Li Bo, Saad David
Non-linearity and Complexity Research Group, Aston University, Birmingham, B4 7ET, United Kingdom.
Phys Rev E. 2021 May;103(5-1):052303. doi: 10.1103/PhysRevE.103.052303.
Infectious diseases that incorporate presymptomatic transmission are challenging to monitor, model, predict, and contain. We address this scenario by studying a variant of a stochastic susceptible-exposed-infected-recovered model on arbitrary network instances using an analytical framework based on the method of dynamic message passing. This framework provides a good estimate of the probabilistic evolution of the spread on both static and contact networks, offering a significantly improved accuracy with respect to individual-based mean-field approaches while requiring a much lower computational cost compared to numerical simulations. It facilitates the derivation of epidemic thresholds, which are phase boundaries separating parameter regimes where infections can be effectively contained from those where they cannot. These have clear implications on different containment strategies through topological (reducing contacts) and infection parameter changes (e.g., social distancing and wearing face masks), with relevance to the recent COVID-19 pandemic.

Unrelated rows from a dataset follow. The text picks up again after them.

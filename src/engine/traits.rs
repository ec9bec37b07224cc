use crate::error::EngineError;

/// Opaque handle plus length naming a region inside the engine arena. Owned
/// by the engine until freed; holders must not outlive the bridge call that
/// produced the handle.
#[derive(Debug, Clone, Copy, PartialEq, Eq, Hash)]
pub struct RawBuffer {
    pub ptr: u32,
    pub len: u32,
}

/// Engine-owned decode output: six buffers plus scalar metadata.
#[derive(Debug, Clone, Copy)]
pub struct RawScene {
    pub num_points: u32,
    pub sh_degree: u8,
    pub antialiased: bool,
    pub positions: RawBuffer,
    pub scales: RawBuffer,
    pub rotations: RawBuffer,
    pub alphas: RawBuffer,
    pub colors: RawBuffer,
    pub sh: RawBuffer,
}

impl RawScene {
    /// The output buffers in extraction order.
    pub fn buffers(&self) -> [RawBuffer; 6] {
        [
            self.positions,
            self.scales,
            self.rotations,
            self.alphas,
            self.colors,
            self.sh,
        ]
    }
}

/// Contract of the native decode engine. `decode` is not reentrant; callers
/// serialize decode invocations externally.
pub trait DecodeEngine: Send + Sync {
    /// Reserve `len` bytes inside the engine arena.
    fn allocate(&self, len: usize) -> Result<RawBuffer, EngineError>;

    /// Copy `bytes` into an allocated buffer. The slice length must match
    /// the buffer length exactly.
    fn write(&self, buf: RawBuffer, bytes: &[u8]) -> Result<(), EngineError>;

    /// Decode a previously written input buffer into engine-owned output
    /// buffers. The input buffer is not consumed; the caller frees it.
    fn decode(&self, input: RawBuffer) -> Result<RawScene, EngineError>;

    /// View an engine buffer as little-endian f32s and copy them out into
    /// host memory.
    fn read_f32(&self, buf: RawBuffer) -> Result<Vec<f32>, EngineError>;

    /// Release an engine buffer. Unknown handles are ignored.
    fn free(&self, buf: RawBuffer);
}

包含症状前传播的传染病在监测、建模、预测和控制方面具有挑战性。我们通过使用基于动态消息传递方法的分析框架,研究任意网络实例上的随机易感-暴露-感染-康复模型的一个变体来应对这种情况。该框架能很好地估计在静态网络和接触网络上传播的概率演变,与基于个体的平均场方法相比,提供了显著提高的准确性,同时与数值模拟相比需要低得多的计算成本。它有助于推导流行阈值,流行阈值是分隔参数区域的相位边界,在这些区域中感染可以被有效控制,而在其他区域则不能。这些通过拓扑结构(减少接触)和感染参数变化(例如,社交距离和戴口罩)对不同的控制策略有明确的影响,与近期的 COVID-19 大流行相关。